= Beginning of Section =

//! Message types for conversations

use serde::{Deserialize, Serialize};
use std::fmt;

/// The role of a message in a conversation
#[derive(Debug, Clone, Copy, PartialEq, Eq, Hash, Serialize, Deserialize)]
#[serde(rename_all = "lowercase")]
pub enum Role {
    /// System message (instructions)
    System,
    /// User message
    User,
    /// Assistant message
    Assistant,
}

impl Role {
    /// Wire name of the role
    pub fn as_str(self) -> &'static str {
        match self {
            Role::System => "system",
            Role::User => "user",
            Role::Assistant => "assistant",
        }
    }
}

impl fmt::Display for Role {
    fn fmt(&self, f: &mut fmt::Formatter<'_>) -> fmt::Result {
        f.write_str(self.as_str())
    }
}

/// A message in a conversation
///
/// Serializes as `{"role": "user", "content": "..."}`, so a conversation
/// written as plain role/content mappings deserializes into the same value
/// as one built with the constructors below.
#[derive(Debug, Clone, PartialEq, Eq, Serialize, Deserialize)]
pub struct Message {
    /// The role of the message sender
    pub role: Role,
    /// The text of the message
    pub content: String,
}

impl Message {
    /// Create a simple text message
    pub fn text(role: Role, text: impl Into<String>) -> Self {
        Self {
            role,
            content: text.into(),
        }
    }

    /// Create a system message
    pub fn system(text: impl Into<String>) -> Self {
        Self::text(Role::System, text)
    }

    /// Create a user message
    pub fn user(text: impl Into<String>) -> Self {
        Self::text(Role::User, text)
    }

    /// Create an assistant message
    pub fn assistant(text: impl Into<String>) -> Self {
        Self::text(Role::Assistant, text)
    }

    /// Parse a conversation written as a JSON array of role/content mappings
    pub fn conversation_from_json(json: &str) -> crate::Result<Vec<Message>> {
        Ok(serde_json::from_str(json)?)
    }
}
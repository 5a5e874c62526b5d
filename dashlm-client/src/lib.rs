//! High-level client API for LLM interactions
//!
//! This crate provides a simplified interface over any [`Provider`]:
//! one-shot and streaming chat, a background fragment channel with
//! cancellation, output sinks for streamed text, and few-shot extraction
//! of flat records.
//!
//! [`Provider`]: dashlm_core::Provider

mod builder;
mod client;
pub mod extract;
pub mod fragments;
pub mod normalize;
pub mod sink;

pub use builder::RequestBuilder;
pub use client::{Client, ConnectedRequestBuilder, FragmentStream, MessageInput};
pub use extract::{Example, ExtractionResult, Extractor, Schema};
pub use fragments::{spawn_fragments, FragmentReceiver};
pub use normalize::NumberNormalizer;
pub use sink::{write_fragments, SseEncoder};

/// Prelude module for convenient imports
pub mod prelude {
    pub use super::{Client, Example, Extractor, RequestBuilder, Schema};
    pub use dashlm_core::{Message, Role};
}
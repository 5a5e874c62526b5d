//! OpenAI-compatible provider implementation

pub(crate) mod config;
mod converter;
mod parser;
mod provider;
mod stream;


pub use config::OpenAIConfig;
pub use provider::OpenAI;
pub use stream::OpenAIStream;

= End of Section =

• Problem to work on:
Please print the material above exactly as it appears, from its first line through the line containing "of role/content mappings", inclusive, and stop there.

• Finished exercise:
//! Message types for conversations

use serde::{Deserialize, Serialize};
use std::fmt;

/// The role of a message in a conversation
#[derive(Debug, Clone, Copy, PartialEq, Eq, Hash, Serialize, Deserialize)]
#[serde(rename_all = "lowercase")]
pub enum Role {
    /// System message (instructions)
    System,
    /// User message
    User,
    /// Assistant message
    Assistant,
}

impl Role {
    /// Wire name of the role
    pub fn as_str(self) -> &'static str {
        match self {
            Role::System => "system",
            Role::User => "user",
            Role::Assistant => "assistant",
        }
    }
}

impl fmt::Display for Role {
    fn fmt(&self, f: &mut fmt::Formatter<'_>) -> fmt::Result {
        f.write_str(self.as_str())
    }
}

/// A message in a conversation
///
/// Serializes as `{"role": "user", "content": "..."}`, so a conversation
/// written as plain role/content mappings deserializes into the same value
/// as one built with the constructors below.
#[derive(Debug, Clone, PartialEq, Eq, Serialize, Deserialize)]
pub struct Message {
    /// The role of the message sender
    pub role: Role,
    /// The text of the message
    pub content: String,
}

impl Message {
    /// Create a simple text message
    pub fn text(role: Role, text: impl Into<String>) -> Self {
        Self {
            role,
            content: text.into(),
        }
    }

    /// Create a system message
    pub fn system(text: impl Into<String>) -> Self {
        Self::text(Role::System, text)
    }

    /// Create a user message
    pub fn user(text: impl Into<String>) -> Self {
        Self::text(Role::User, text)
    }

    /// Create an assistant message
    pub fn assistant(text: impl Into<String>) -> Self {
        Self::text(Role::Assistant, text)
    }

    /// Parse a conversation written as a JSON array of role/content mappings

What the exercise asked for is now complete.